Smart Light CORS Issue

#1

Dear All,

When using the PWA web app, i face an error, below are steps:

  1. Connect wifi to the AP of esp8266
  2. Click on "Scan:
  3. Open console of browser

I get the following error:

Access to XMLHttpRequest at 'http://192.168.4.1/GetKey' from origin 'http://mdash.net' has been blocked by CORS policy: No 'Access-Control-Allow-Origin' header is present on the requested resource.
app.js:336 Error:  Error: Network Error
    at e.exports (spread.js:25)
    at XMLHttpRequest.l.onerror (spread.js:25)

What shall I do to solve, this is a CORS issue.

#2

We have run into CORS issues as well with mDash devices. It can be a real challenge.

While I am not an authority here, we have learned the hard way that CORS issues can crop up when you attempt to access an insecure host (e.g.
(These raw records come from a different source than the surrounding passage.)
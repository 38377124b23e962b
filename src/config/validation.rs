//! Configuration normalisation and validation.
//!
//! Validation is a pure function `&ProxyConfig -> Result<(), Vec<ValidationError>>`
//! and reports every problem at once. It runs before the config is accepted;
//! any error is fatal at startup.

use std::net::SocketAddr;

use thiserror::Error;
use url::Url;

use crate::config::schema::ProxyConfig;

/// A single semantic problem with the configuration.
#[derive(Debug, Clone, PartialEq, Eq, Error)]
pub enum ValidationError {
    #[error("{0} must not be blank")]
    Blank(&'static str),

    #[error("upstream.target_base_url {url:?} is invalid: {reason}")]
    InvalidBaseUrl { url: String, reason: String },

    #[error("{field} {value:?} is not a socket address")]
    InvalidAddress { field: &'static str, value: String },

    #[error("{0} must be greater than zero")]
    Zero(&'static str),
}

/// Bring values into canonical form before validation.
///
/// Strips trailing slashes from the base URL and mount path and gives the
/// mount path a leading slash.
pub fn normalize_config(config: &mut ProxyConfig) {
    let upstream = &mut config.upstream;
    upstream.target_base_url = upstream.target_base_url.trim().trim_end_matches('/').to_string();
    upstream.username = upstream.username.trim().to_string();

    let mount = upstream.mount_path.trim().trim_matches('/');
    upstream.mount_path = if mount.is_empty() {
        String::new()
    } else {
        format!("/{mount}")
    };
}

/// Check a (normalised) configuration.
pub fn validate_config(config: &ProxyConfig) -> Result<(), Vec<ValidationError>> {
    let mut errors = Vec::new();
    let upstream = &config.upstream;

    if upstream.target_base_url.trim().is_empty() {
        errors.push(ValidationError::Blank("upstream.target_base_url"));
    } else if let Err(reason) = check_base_url(&upstream.target_base_url) {
        errors.push(ValidationError::InvalidBaseUrl {
            url: upstream.target_base_url.clone(),
            reason,
        });
    }
    if upstream.username.trim().is_empty() {
        errors.push(ValidationError::Blank("upstream.username"));
    }
    if upstream.shared_secret.is_blank() {
        errors.push(ValidationError::Blank("upstream.shared_secret"));
    }
    if upstream.cookie_prefix.trim().is_empty() {
        errors.push(ValidationError::Blank("upstream.cookie_prefix"));
    }
    if upstream.max_buffered_body_bytes == 0 {
        errors.push(ValidationError::Zero("upstream.max_buffered_body_bytes"));
    }
    if config.timeouts.connect_ms == Some(0) {
        errors.push(ValidationError::Zero("timeouts.connect_ms"));
    }
    if config.timeouts.read_ms == Some(0) {
        errors.push(ValidationError::Zero("timeouts.read_ms"));
    }

    if config.listener.bind_address.parse::<SocketAddr>().is_err() {
        errors.push(ValidationError::InvalidAddress {
            field: "listener.bind_address",
            value: config.listener.bind_address.clone(),
        });
    }
    if config.observability.metrics_enabled
        && config.observability.metrics_address.parse::<SocketAddr>().is_err()
    {
        errors.push(ValidationError::InvalidAddress {
            field: "observability.metrics_address",
            value: config.observability.metrics_address.clone(),
        });
    }

    if errors.is_empty() {
        Ok(())
    } else {
        Err(errors)
    }
}

fn check_base_url(raw: &str) -> Result<(), String> {
    let url = Url::parse(raw).map_err(|e| e.to_string())?;
    if !matches!(url.scheme(), "http" | "https") {
        return Err(format!("unsupported scheme {:?}", url.scheme()));
    }
    if url.host_str().is_none() {
        return Err("missing host".to_string());
    }
    if url.query().is_some() || url.fragment().is_some() {
        return Err("must not carry a query or fragment".to_string());
    }
    Ok(())
}

#[cfg(test)]
mod tests {
    use super::*;
    use crate::config::schema::Secret;

    fn valid_config() -> ProxyConfig {
        let mut config = ProxyConfig::default();
        config.upstream.target_base_url = "http://localhost:8031/".into();
        config.upstream.username = "alice".into();
        config.upstream.shared_secret = Secret::new("secret");
        config
    }

    #[test]
    fn normalize_strips_trailing_slashes() {
        let mut config = valid_config();
        config.upstream.mount_path = "proxy/".into();
        normalize_config(&mut config);

        assert_eq!(config.upstream.target_base_url, "http://localhost:8031");
        assert_eq!(config.upstream.mount_path, "/proxy");
    }

    #[test]
    fn root_mount_normalizes_to_empty() {
        let mut config = valid_config();
        config.upstream.mount_path = "/".into();
        normalize_config(&mut config);
        assert_eq!(config.upstream.mount_path, "");
    }

    #[test]
    fn valid_config_passes() {
        let mut config = valid_config();
        normalize_config(&mut config);
        assert_eq!(validate_config(&config), Ok(()));
    }

    #[test]
    fn missing_required_fields_are_all_reported() {
        let config = ProxyConfig::default();
        let errors = validate_config(&config).unwrap_err();

        assert!(errors.contains(&ValidationError::Blank("upstream.target_base_url")));
        assert!(errors.contains(&ValidationError::Blank("upstream.username")));
        assert!(errors.contains(&ValidationError::Blank("upstream.shared_secret")));
    }

    #[test]
    fn whitespace_secret_is_blank() {
        let mut config = valid_config();
        config.upstream.shared_secret = Secret::new("   ");
        let errors = validate_config(&config).unwrap_err();
        assert_eq!(errors, vec![ValidationError::Blank("upstream.shared_secret")]);
    }

    #[test]
    fn relative_base_url_is_rejected() {
        let mut config = valid_config();
        config.upstream.target_base_url = "localhost:8031/api".into();
        let errors = validate_config(&config).unwrap_err();
        assert!(matches!(errors[0], ValidationError::InvalidBaseUrl { .. }));
    }

    #[test]
    fn base_url_with_query_is_rejected() {
        let mut config = valid_config();
        config.upstream.target_base_url = "http://localhost:8031?x=1".into();
        assert!(validate_config(&config).is_err());
    }

    #[test]
    fn zero_timeouts_are_rejected() {
        let mut config = valid_config();
        config.timeouts.connect_ms = Some(0);
        config.timeouts.read_ms = Some(0);
        let errors = validate_config(&config).unwrap_err();
        assert_eq!(errors.len(), 2);
    }
}
//! Request handling and transformation.
//!
//! # Responsibilities
//! - Gate inbound methods (GET, POST, PUT, DELETE only)
//! - Build the target URI from the base URL, inbound path and query
//! - Stamp the proxy's own headers (User-Agent, protocol version, base URL)
//! - Apply header filtering and credential injection
//! - Attach the inbound body for POST/PUT, streamed, never buffered
//!
//! # Design Decisions
//! - The translator is a plain value built once from config; translating a
//!   request has no side effects
//! - The base-URL header is idempotent across proxy hops: an inbound value is
//!   forwarded unchanged, otherwise it is derived exactly once

use axum::body::Body;
use axum::http::header::{self, HeaderMap, HeaderName, HeaderValue};
use axum::http::request::Parts;
use axum::http::{Method, Request, Uri};

use crate::config::ProxyConfig;
use crate::error::{ErrorKind, ProxyError};
use crate::security::{filter_headers, CredentialInjector};

/// Fixed identifier sent as `User-Agent`.
pub const PROXY_USER_AGENT: &str = "Acrolinx Proxy";

/// Marker for the wire contract version the proxy speaks.
pub const PROXY_VERSION_HEADER: HeaderName =
    HeaderName::from_static("x-acrolinx-integration-proxy-version");
pub const PROXY_VERSION: &str = "2";

/// Lets the upstream build links that route back through the proxy.
pub const BASE_URL_HEADER: HeaderName = HeaderName::from_static("x-acrolinx-base-url");

const FORWARDED_PROTO: &str = "x-forwarded-proto";

/// The only methods the proxy forwards.
#[derive(Debug, Clone, Copy, PartialEq, Eq)]
pub enum ProxyMethod {
    Get,
    Post,
    Put,
    Delete,
}

impl ProxyMethod {
    pub fn has_body(self) -> bool {
        matches!(self, ProxyMethod::Post | ProxyMethod::Put)
    }

    pub fn as_method(self) -> Method {
        match self {
            ProxyMethod::Get => Method::GET,
            ProxyMethod::Post => Method::POST,
            ProxyMethod::Put => Method::PUT,
            ProxyMethod::Delete => Method::DELETE,
        }
    }
}

impl TryFrom<&Method> for ProxyMethod {
    type Error = ProxyError;

    fn try_from(method: &Method) -> Result<Self, Self::Error> {
        match *method {
            Method::GET => Ok(ProxyMethod::Get),
            Method::POST => Ok(ProxyMethod::Post),
            Method::PUT => Ok(ProxyMethod::Put),
            Method::DELETE => Ok(ProxyMethod::Delete),
            _ => Err(ProxyError::new(
                ErrorKind::MethodNotAllowed,
                format!("method {method} is not proxied"),
            )),
        }
    }
}

/// A caller request, already stripped of the proxy's mount path.
#[derive(Debug)]
pub struct InboundRequest {
    pub method: ProxyMethod,
    /// Path below the mount path, e.g. `/api/v1/checking/checks`.
    pub path: String,
    /// Raw query; `Some("")` for a bare trailing `?`.
    pub query: Option<String>,
    pub headers: HeaderMap,
    /// `scheme://host[:port]` the caller used to reach the proxy.
    pub origin: String,
    pub body: Option<Body>,
}

impl InboundRequest {
    /// Build from an HTTP request whose path lies below `mount_path`.
    ///
    /// Returns `Ok(None)` when the path is outside the mount path.
    pub fn from_http(request: Request<Body>, mount_path: &str) -> Result<Option<Self>, ProxyError> {
        let (parts, body) = request.into_parts();
        let method = ProxyMethod::try_from(&parts.method)?;

        let Some(path) = strip_mount(parts.uri.path(), mount_path) else {
            return Ok(None);
        };

        Ok(Some(Self {
            method,
            path: path.to_string(),
            query: parts.uri.query().map(str::to_string),
            origin: origin_of(&parts),
            body: method.has_body().then_some(body),
            headers: parts.headers,
        }))
    }
}

/// Path below `mount`, or `None` if `path` is not under it.
pub fn strip_mount<'a>(path: &'a str, mount: &str) -> Option<&'a str> {
    let rest = path.strip_prefix(mount)?;
    (rest.is_empty() || rest.starts_with('/')).then_some(rest)
}

fn origin_of(parts: &Parts) -> String {
    let scheme = parts
        .headers
        .get(FORWARDED_PROTO)
        .and_then(|v| v.to_str().ok())
        .map(|v| v.split(',').next().unwrap_or(v).trim().to_ascii_lowercase())
        .filter(|v| v == "http" || v == "https")
        .or_else(|| parts.uri.scheme_str().map(str::to_string))
        .unwrap_or_else(|| "http".to_string());

    let host = parts
        .headers
        .get(header::HOST)
        .and_then(|v| v.to_str().ok())
        .map(str::to_string)
        .or_else(|| parts.uri.authority().map(|a| a.to_string()))
        .unwrap_or_else(|| "localhost".to_string());

    format!("{scheme}://{host}")
}

/// The request the proxy sends upstream.
#[derive(Debug)]
pub struct OutboundRequest {
    pub uri: Uri,
    pub method: Method,
    pub headers: HeaderMap,
    pub body: Body,
}

impl OutboundRequest {
    pub fn into_http(self) -> Result<Request<Body>, axum::http::Error> {
        let mut request = Request::builder()
            .method(self.method)
            .uri(self.uri)
            .body(self.body)?;
        *request.headers_mut() = self.headers;
        Ok(request)
    }
}

/// Turns inbound requests into outbound requests for the configured upstream.
#[derive(Debug, Clone)]
pub struct RequestTranslator {
    target_base_url: String,
    mount_path: String,
    cookie_prefix: String,
    credentials: CredentialInjector,
}

impl RequestTranslator {
    pub fn new(config: &ProxyConfig) -> Result<Self, header::InvalidHeaderValue> {
        let upstream = &config.upstream;
        Ok(Self {
            target_base_url: upstream.target_base_url.clone(),
            mount_path: upstream.mount_path.clone(),
            cookie_prefix: upstream.cookie_prefix.clone(),
            credentials: CredentialInjector::new(&upstream.username, &upstream.shared_secret)?,
        })
    }

    pub fn mount_path(&self) -> &str {
        &self.mount_path
    }

    /// `targetBaseUrl + path + ("?" + query)`.
    pub fn target_uri(&self, path: &str, query: Option<&str>) -> Result<Uri, ProxyError> {
        let mut target = format!("{}{}", self.target_base_url, path);
        if let Some(query) = query {
            target.push('?');
            target.push_str(query);
        }

        let uri = Uri::try_from(target.as_str()).map_err(|e| {
            ProxyError::new(ErrorKind::InvalidTargetUri, format!("{target}: {e}"))
        })?;
        if uri.scheme().is_none() || uri.authority().is_none() {
            return Err(ProxyError::new(
                ErrorKind::InvalidTargetUri,
                format!("{target}: not an absolute URI"),
            ));
        }
        Ok(uri)
    }

    pub fn translate(&self, inbound: InboundRequest) -> Result<OutboundRequest, ProxyError> {
        let uri = self.target_uri(&inbound.path, inbound.query.as_deref())?;
        tracing::debug!(target_uri = %uri, "Request URI");

        let mut headers = filter_headers(&inbound.headers, &self.cookie_prefix);
        headers.insert(header::USER_AGENT, HeaderValue::from_static(PROXY_USER_AGENT));
        headers.insert(PROXY_VERSION_HEADER, HeaderValue::from_static(PROXY_VERSION));

        if !headers.contains_key(BASE_URL_HEADER) {
            let base_url = format!("{}{}", inbound.origin, self.mount_path);
            match HeaderValue::from_str(&base_url) {
                Ok(value) => {
                    headers.insert(BASE_URL_HEADER, value);
                }
                Err(_) => tracing::warn!(base_url = %base_url, "Cannot derive base URL header"),
            }
        }

        self.credentials.inject(&mut headers);

        Ok(OutboundRequest {
            uri,
            method: inbound.method.as_method(),
            headers,
            body: inbound.body.unwrap_or_else(Body::empty),
        })
    }
}
//! Metrics collection and exposition.
//!
//! # Metrics
//! - `proxy_requests_total` (counter): requests by method and status
//! - `proxy_request_duration_seconds` (histogram): time to produce the
//!   caller response head
//! - `proxy_upstream_failures_total` (counter): classified failures by kind
//!
//! Recording is a no-op until [`init_metrics`] installs the exporter.

use std::net::SocketAddr;
use std::time::Instant;

use metrics::{counter, describe_counter, describe_histogram, histogram, Unit};
use metrics_exporter_prometheus::{BuildError, PrometheusBuilder};

use crate::error::ErrorKind;

/// Install the Prometheus exporter with its own scrape listener on `addr`.
/// Must be called from within a Tokio runtime.
pub fn init_metrics(addr: SocketAddr) -> Result<(), BuildError> {
    PrometheusBuilder::new().with_http_listener(addr).install()?;

    describe_counter!("proxy_requests_total", "Inbound requests by method and status");
    describe_histogram!(
        "proxy_request_duration_seconds",
        Unit::Seconds,
        "Time to produce the caller response head"
    );
    describe_counter!(
        "proxy_upstream_failures_total",
        "Classified upstream failures by kind"
    );

    tracing::info!(address = %addr, "Metrics exporter listening");
    Ok(())
}

pub fn record_request(method: &str, status: u16, started: Instant) {
    let status = status.to_string();
    counter!(
        "proxy_requests_total",
        "method" => method.to_string(),
        "status" => status.clone()
    )
    .increment(1);
    histogram!(
        "proxy_request_duration_seconds",
        "method" => method.to_string(),
        "status" => status
    )
    .record(started.elapsed().as_secs_f64());
}

pub fn record_failure(kind: ErrorKind) {
    counter!("proxy_upstream_failures_total", "kind" => kind.as_str()).increment(1);
}

#[cfg(test)]
mod tests {
    use super::*;

    #[test]
    fn recording_without_exporter_is_harmless() {
        record_request("GET", 200, Instant::now());
        record_failure(ErrorKind::ConnectionRefused);
    }
}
HTTP server on your ESP8266 or ESP32) from a secure (HTTPS) website.

Your success will depend largely on the policies of the host that is attempting to make an HTTP connection to your mDash ESP device. Most modern static web hosting sites will not allow you to open HTTP link from your site in the name of security. They enforce mandatory HTTPS and if your target endpoint doesn’t support it then you are out of luck.

This is a major bummer since you can’t use sites like Netlify, FireBase, Zeit and other top-tier hosts. Yes, you can use mDash’s built-in web host - it doesn’t enforce this restriction but it lacks many of the features of the established players.

Are you trying to access your ESP device from a custom web site? If so, who is your host?

-AD